Sunday, 4 May 2008

Oil industry undermines emissions reduction, says FoE

Oil companies have the potential to achieve more than 10% cuts in greenhouse gas emissions by 2020 without using agrofuels, reveals a report launched last week by Friends of the Earth Europe. Released on the day Shell and BP announced combined quarterly profits of 14.4billion US dollars, Extracting the truth: Oil industry efforts to undermine the Fuel Quality Directive uses industry's own data to show how oil companies are falsely claiming that the target proposed by the European Commission in revisions to the Fuel Quality Directive is unachievable. It shows that at least 10% reductions in greenhouse gas emissions could be realised through reduced gas flaring, improved energy efficiency and fuel switching at refineries, and without the need for agrofuels which can have negative environmental and socials impacts and have not been proven to reduce emissions overall.

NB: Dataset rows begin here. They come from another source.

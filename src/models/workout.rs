use serde::{Deserialize, Serialize};

pub const REST_DAY_LABEL: &str = "Rest Day";

/// One day's structured workout: a label plus the strength and cardio work
/// behind it. Serialized as JSON into template days and overrides.
#[derive(Debug, Clone, PartialEq, Serialize, Deserialize)]
pub struct WorkoutSpec {
    pub label: String,
    #[serde(default)]
    pub exercises: Vec<ExerciseSpec>,
    #[serde(default)]
    pub cardio: Option<CardioBlock>,
}

impl WorkoutSpec {
    pub fn rest_day() -> Self {
        Self {
            label: REST_DAY_LABEL.to_string(),
            exercises: Vec::new(),
            cardio: None,
        }
    }

    /// A case-insensitive "rest day" label marks a non-training day.
    pub fn is_rest_day(&self) -> bool {
        self.label.eq_ignore_ascii_case("rest day")
    }

    pub fn total_sets(&self) -> i32 {
        self.exercises.iter().map(|e| e.sets).sum()
    }
}

#[derive(Debug, Clone, PartialEq, Serialize, Deserialize)]
pub struct ExerciseSpec {
    pub name: String,
    pub sets: i32,
    pub reps: i32,
    #[serde(default)]
    pub rpe: Option<f64>,
}

impl ExerciseSpec {
    pub fn new(name: &str, sets: i32, reps: i32, rpe: f64) -> Self {
        Self {
            name: name.to_string(),
            sets,
            reps,
            rpe: Some(rpe),
        }
    }
}

#[derive(Debug, Clone, PartialEq, Serialize, Deserialize)]
pub struct CardioBlock {
    pub kind: String,
    pub duration_min: i32,
}

impl CardioBlock {
    pub fn new(kind: &str, duration_min: i32) -> Self {
        Self {
            kind: kind.to_string(),
            duration_min,
        }
    }
}

/// Movement categories used when substituting exercises in an existing
/// plan. Classification is a static keyword table, not pattern scanning.
#[derive(Debug, Clone, Copy, PartialEq, Eq, Serialize, Deserialize)]
#[serde(rename_all = "snake_case")]
pub enum MovementPattern {
    Squat,
    Hinge,
    HorizontalPush,
    HorizontalPull,
    VerticalPush,
    VerticalPull,
}
use chrono::{NaiveDate, Utc};
use sqlx::types::Json;
use sqlx::{FromRow, PgPool};
use tracing::warn;
use uuid::Uuid;

use crate::error::CoachError;
use crate::models::{
    GoalType, MacroTargets, OverrideType, PlanBundle, PlanDay, PlanOverride, PlanRequest,
    PlanStatus, PlanTargets, PlanTemplate, TemplateDay, WeightCheckpoint, WorkoutSpec,
};

use super::draft_cache::DraftCache;
use super::plan_assembler;
use super::plan_patch::{self, EndDateShift, WorkoutReplacement};
use super::plan_renderer;
use super::profile_service::ProfileService;

/// A stored plan identified by its row id plus the bundle it renders to.
#[derive(Debug, Clone, serde::Serialize)]
pub struct StoredPlan {
    pub plan_id: Uuid,
    pub bundle: PlanBundle,
}

/// Orchestrates the pure plan engine against the plan store and the draft
/// cache. The engine itself never touches I/O; this service is the only
/// place rows are read or written.
#[derive(Clone)]
pub struct PlanService {
    db: PgPool,
    profiles: ProfileService,
    drafts: Option<DraftCache>,
}

#[derive(Debug, FromRow)]
struct PlanRow {
    id: Uuid,
    user_id: Uuid,
    status: PlanStatus,
    goal_type: GoalType,
    start_date: NaiveDate,
    end_date: NaiveDate,
    calorie_target: i32,
    protein_g: i32,
    carbs_g: i32,
    fat_g: i32,
    step_goal: i32,
    tdee: i32,
    calorie_formula: String,
    low_confidence: bool,
    weight_kg: f64,
}

#[derive(Debug, FromRow)]
struct TemplateDayRow {
    day_index: i32,
    workout: Json<WorkoutSpec>,
    calorie_delta: i32,
}

#[derive(Debug, FromRow)]
struct OverrideRow {
    date: NaiveDate,
    override_type: OverrideType,
    workout: Option<Json<WorkoutSpec>>,
    calorie_target: Option<i32>,
    calorie_delta: Option<i32>,
}

#[derive(Debug, FromRow)]
struct CheckpointRow {
    week: i32,
    expected_weight_kg: f64,
    min_weight_kg: f64,
    max_weight_kg: f64,
}

impl PlanService {
    pub fn new(db: PgPool, drafts: Option<DraftCache>) -> Self {
        let profiles = ProfileService::new(db.clone());
        Self {
            db,
            profiles,
            drafts,
        }
    }

    /// Generates a proposed plan for the user and persists it as a cyclic
    /// template plus initial overrides and checkpoints. One atomic call:
    /// either the complete bundle lands or nothing does.
    pub async fn generate_plan(
        &self,
        user_id: Uuid,
        request: PlanRequest,
    ) -> Result<StoredPlan, CoachError> {
        let profile = self.profiles.require_profile(user_id).await?;
        let preferences = self.profiles.require_preferences(user_id).await?;

        let bundle = plan_assembler::assemble(&profile, &preferences, &request);
        let (template, overrides) = plan_renderer::templatize(&bundle, profile.weight_kg);
        let plan_id = template.plan_id;

        let mut tx = self.db.begin().await?;

        // A regenerated proposal supersedes any earlier one.
        sqlx::query(
            "UPDATE plans SET status = 'inactive', updated_at = $2
             WHERE user_id = $1 AND status = 'proposed'",
        )
        .bind(user_id)
        .bind(Utc::now())
        .execute(&mut *tx)
        .await?;

        sqlx::query(
            r#"
            INSERT INTO plans (
                id, user_id, status, goal_type, start_date, end_date,
                calorie_target, protein_g, carbs_g, fat_g, step_goal, tdee,
                calorie_formula, low_confidence, weight_kg, created_at, updated_at
            )
            VALUES ($1, $2, $3, $4, $5, $6, $7, $8, $9, $10, $11, $12, $13, $14, $15, $16, $16)
            "#,
        )
        .bind(plan_id)
        .bind(user_id)
        .bind(PlanStatus::Proposed)
        .bind(bundle.targets.goal_type)
        .bind(bundle.start_date)
        .bind(bundle.end_date)
        .bind(bundle.targets.calorie_target)
        .bind(bundle.targets.macros.protein_g)
        .bind(bundle.targets.macros.carbs_g)
        .bind(bundle.targets.macros.fat_g)
        .bind(bundle.targets.step_goal)
        .bind(bundle.targets.tdee)
        .bind(&bundle.targets.calorie_formula)
        .bind(bundle.targets.low_confidence)
        .bind(profile.weight_kg)
        .bind(Utc::now())
        .execute(&mut *tx)
        .await?;

        for day in &template.days {
            sqlx::query(
                "INSERT INTO plan_template_days (id, plan_id, day_index, workout, calorie_delta)
                 VALUES ($1, $2, $3, $4, $5)",
            )
            .bind(Uuid::new_v4())
            .bind(plan_id)
            .bind(day.day_index)
            .bind(Json(&day.workout))
            .bind(day.calorie_delta)
            .execute(&mut *tx)
            .await?;
        }

        for entry in &overrides {
            self.insert_override(&mut tx, plan_id, entry).await?;
        }

        for checkpoint in &bundle.checkpoints {
            sqlx::query(
                "INSERT INTO plan_checkpoints
                     (id, plan_id, week, expected_weight_kg, min_weight_kg, max_weight_kg)
                 VALUES ($1, $2, $3, $4, $5, $6)",
            )
            .bind(Uuid::new_v4())
            .bind(plan_id)
            .bind(checkpoint.week)
            .bind(checkpoint.expected_weight_kg)
            .bind(checkpoint.min_weight_kg)
            .bind(checkpoint.max_weight_kg)
            .execute(&mut *tx)
            .await?;
        }

        tx.commit().await?;

        if let Some(drafts) = &self.drafts {
            if let Err(e) = drafts.set(&bundle).await {
                warn!("failed to cache draft plan for {user_id}: {e}");
            }
        }

        Ok(StoredPlan { plan_id, bundle })
    }

    /// Activates a proposed plan. The prior active plan is deactivated in
    /// the same transaction, keeping at most one active plan per user.
    pub async fn approve_plan(&self, user_id: Uuid, plan_id: Uuid) -> Result<(), CoachError> {
        let mut tx = self.db.begin().await?;

        sqlx::query(
            "UPDATE plans SET status = 'inactive', updated_at = $2
             WHERE user_id = $1 AND status = 'active'",
        )
        .bind(user_id)
        .bind(Utc::now())
        .execute(&mut *tx)
        .await?;

        let updated = sqlx::query(
            "UPDATE plans SET status = 'active', updated_at = $3
             WHERE id = $1 AND user_id = $2 AND status = 'proposed'",
        )
        .bind(plan_id)
        .bind(user_id)
        .bind(Utc::now())
        .execute(&mut *tx)
        .await?;

        if updated.rows_affected() == 0 {
            // Rolls back the deactivation as well.
            return Err(CoachError::PlanNotFound(plan_id));
        }

        tx.commit().await?;

        if let Some(drafts) = &self.drafts {
            if let Err(e) = drafts.invalidate(user_id).await {
                warn!("failed to invalidate draft cache for {user_id}: {e}");
            }
        }

        Ok(())
    }

    /// Reconstructs a stored plan into its full bundle shape.
    pub async fn get_plan(&self, user_id: Uuid, plan_id: Uuid) -> Result<StoredPlan, CoachError> {
        let row = sqlx::query_as::<_, PlanRow>(
            "SELECT id, user_id, status, goal_type, start_date, end_date,
                    calorie_target, protein_g, carbs_g, fat_g, step_goal, tdee,
                    calorie_formula, low_confidence, weight_kg
             FROM plans WHERE id = $1 AND user_id = $2",
        )
        .bind(plan_id)
        .bind(user_id)
        .fetch_optional(&self.db)
        .await?
        .ok_or(CoachError::PlanNotFound(plan_id))?;

        self.row_to_stored_plan(row).await
    }

    /// Concrete days of the user's active plan over `[from, to]`, rendered
    /// from the stored template and overrides on demand.
    pub async fn render_active_days(
        &self,
        user_id: Uuid,
        from: NaiveDate,
        to: NaiveDate,
    ) -> Result<Vec<PlanDay>, CoachError> {
        let (template, overrides) = self.load_active_template(user_id).await?;
        let from = from.max(template.start_date);
        let to = to.min(template.end_date);
        Ok(plan_renderer::render(&template, &overrides, from, to))
    }

    /// Extends the active plan's end date, pausing the covered days.
    pub async fn shift_active_plan_end(
        &self,
        user_id: Uuid,
        shift: EndDateShift,
    ) -> Result<NaiveDate, CoachError> {
        let (mut template, mut overrides) = self.load_active_template(user_id).await?;

        plan_patch::shift_end_date(&mut template, &mut overrides, &shift);

        let mut tx = self.db.begin().await?;
        sqlx::query("UPDATE plans SET end_date = $2, updated_at = $3 WHERE id = $1")
            .bind(template.plan_id)
            .bind(template.end_date)
            .bind(Utc::now())
            .execute(&mut *tx)
            .await?;
        // Upserting the whole set covers both new pause days and pause days
        // that replaced an existing override.
        for entry in &overrides {
            self.insert_override(&mut tx, template.plan_id, entry).await?;
        }
        tx.commit().await?;

        Ok(template.end_date)
    }

    /// Applies a workout substitution to every future training day of the
    /// active plan, persisting the resulting overrides.
    pub async fn replace_active_workouts(
        &self,
        user_id: Uuid,
        replacement: WorkoutReplacement,
    ) -> Result<usize, CoachError> {
        let (template, overrides) = self.load_active_template(user_id).await?;
        let patches = plan_patch::replace_workouts(&template, &overrides, &replacement);

        let mut tx = self.db.begin().await?;
        for entry in &patches {
            self.insert_override(&mut tx, template.plan_id, entry).await?;
        }
        tx.commit().await?;

        Ok(patches.len())
    }

    async fn insert_override(
        &self,
        tx: &mut sqlx::Transaction<'_, sqlx::Postgres>,
        plan_id: Uuid,
        entry: &PlanOverride,
    ) -> Result<(), CoachError> {
        // Last write wins per (plan, date).
        sqlx::query(
            r#"
            INSERT INTO plan_overrides
                (id, plan_id, date, override_type, workout, calorie_target, calorie_delta)
            VALUES ($1, $2, $3, $4, $5, $6, $7)
            ON CONFLICT (plan_id, date) DO UPDATE SET
                override_type = EXCLUDED.override_type,
                workout = EXCLUDED.workout,
                calorie_target = EXCLUDED.calorie_target,
                calorie_delta = EXCLUDED.calorie_delta
            "#,
        )
        .bind(Uuid::new_v4())
        .bind(plan_id)
        .bind(entry.date)
        .bind(entry.override_type)
        .bind(entry.workout.as_ref().map(Json))
        .bind(entry.calorie_target)
        .bind(entry.calorie_delta)
        .execute(&mut **tx)
        .await?;
        Ok(())
    }

    async fn load_active_template(
        &self,
        user_id: Uuid,
    ) -> Result<(PlanTemplate, Vec<PlanOverride>), CoachError> {
        let row = sqlx::query_as::<_, PlanRow>(
            "SELECT id, user_id, status, goal_type, start_date, end_date,
                    calorie_target, protein_g, carbs_g, fat_g, step_goal, tdee,
                    calorie_formula, low_confidence, weight_kg
             FROM plans WHERE user_id = $1 AND status = 'active'",
        )
        .bind(user_id)
        .fetch_optional(&self.db)
        .await?
        .ok_or(CoachError::NoActivePlan(user_id))?;

        let template = self.load_template(&row).await?;
        let overrides = self.load_overrides(row.id).await?;
        Ok((template, overrides))
    }

    async fn load_template(&self, row: &PlanRow) -> Result<PlanTemplate, CoachError> {
        let days = sqlx::query_as::<_, TemplateDayRow>(
            "SELECT day_index, workout, calorie_delta
             FROM plan_template_days WHERE plan_id = $1 ORDER BY day_index",
        )
        .bind(row.id)
        .fetch_all(&self.db)
        .await?
        .into_iter()
        .map(|day| TemplateDay {
            day_index: day.day_index,
            workout: day.workout.0,
            calorie_delta: day.calorie_delta,
        })
        .collect();

        Ok(PlanTemplate {
            plan_id: row.id,
            user_id: row.user_id,
            goal_type: row.goal_type,
            weight_kg: row.weight_kg,
            start_date: row.start_date,
            end_date: row.end_date,
            default_calorie_target: row.calorie_target,
            default_macros: MacroTargets {
                protein_g: row.protein_g,
                carbs_g: row.carbs_g,
                fat_g: row.fat_g,
            },
            days,
        })
    }

    async fn load_overrides(&self, plan_id: Uuid) -> Result<Vec<PlanOverride>, CoachError> {
        let overrides = sqlx::query_as::<_, OverrideRow>(
            "SELECT date, override_type, workout, calorie_target, calorie_delta
             FROM plan_overrides WHERE plan_id = $1 ORDER BY date",
        )
        .bind(plan_id)
        .fetch_all(&self.db)
        .await?
        .into_iter()
        .map(|row| PlanOverride {
            date: row.date,
            override_type: row.override_type,
            workout: row.workout.map(|w| w.0),
            calorie_target: row.calorie_target,
            calorie_delta: row.calorie_delta,
        })
        .collect();

        Ok(overrides)
    }

    async fn load_checkpoints(&self, plan_id: Uuid) -> Result<Vec<WeightCheckpoint>, CoachError> {
        let checkpoints = sqlx::query_as::<_, CheckpointRow>(
            "SELECT week, expected_weight_kg, min_weight_kg, max_weight_kg
             FROM plan_checkpoints WHERE plan_id = $1 ORDER BY week",
        )
        .bind(plan_id)
        .fetch_all(&self.db)
        .await?
        .into_iter()
        .map(|row| WeightCheckpoint {
            week: row.week,
            expected_weight_kg: row.expected_weight_kg,
            min_weight_kg: row.min_weight_kg,
            max_weight_kg: row.max_weight_kg,
        })
        .collect();

        Ok(checkpoints)
    }

    async fn row_to_stored_plan(&self, row: PlanRow) -> Result<StoredPlan, CoachError> {
        let template = self.load_template(&row).await?;
        let overrides = self.load_overrides(row.id).await?;
        let checkpoints = self.load_checkpoints(row.id).await?;

        let days = plan_renderer::render(&template, &overrides, row.start_date, row.end_date);
        let cycle = template.days.iter().map(|d| d.workout.clone()).collect();

        Ok(StoredPlan {
            plan_id: row.id,
            bundle: PlanBundle {
                user_id: row.user_id,
                status: row.status,
                start_date: row.start_date,
                end_date: row.end_date,
                targets: PlanTargets {
                    goal_type: row.goal_type,
                    calorie_target: row.calorie_target,
                    macros: template.default_macros,
                    step_goal: row.step_goal,
                    tdee: row.tdee,
                    calorie_formula: row.calorie_formula,
                    low_confidence: row.low_confidence,
                },
                cycle,
                days,
                checkpoints,
            },
        })
    }

    /// Cached draft for the user, if the fast path is configured and warm.
    pub async fn get_draft(&self, user_id: Uuid) -> Result<Option<PlanBundle>, CoachError> {
        match &self.drafts {
            Some(drafts) => drafts.get(user_id).await,
            None => Ok(None),
        }
    }
}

Friends of the Earth Europe's report calculates that reductions in greenhouse gas emissions of between 10.5% and 15.5% are possible through measures including less flaring and venting, energy efficiency improvements and fuel switching in refineries. The report comes at a time of record profits for oil companies and increasing attempts to portray themselves as environmentally responsible. In 2007, ExxonMobil, Royal Dutch Shell, Chevron, TOTAL, BP and ENI together earned together over 125billion US dollars.

The analysis puts oil industry attempts to obstruct the Fuel Quality Directive in the context of increased 'greenwashing'. Behind the scenes oil companies are lobbying against environmental legislation whilst in public they use advertising to suggest that they are reducing emissions. In 2007 Shell was found guilty of misleading advertising for an advert in which it claimed it used waste CO2 to grow flowers. A FoE speaker said: “Oil companies are not serious about their environmental performance. While they brand themselves as environmentally responsible, their CO2 emissions continue to rise. In reality the emissions of almost all of them are rapidly increasing and they are all investing heavily in energy-dirty tar sands, while their investments in renewable energy remain negligible or decrease.”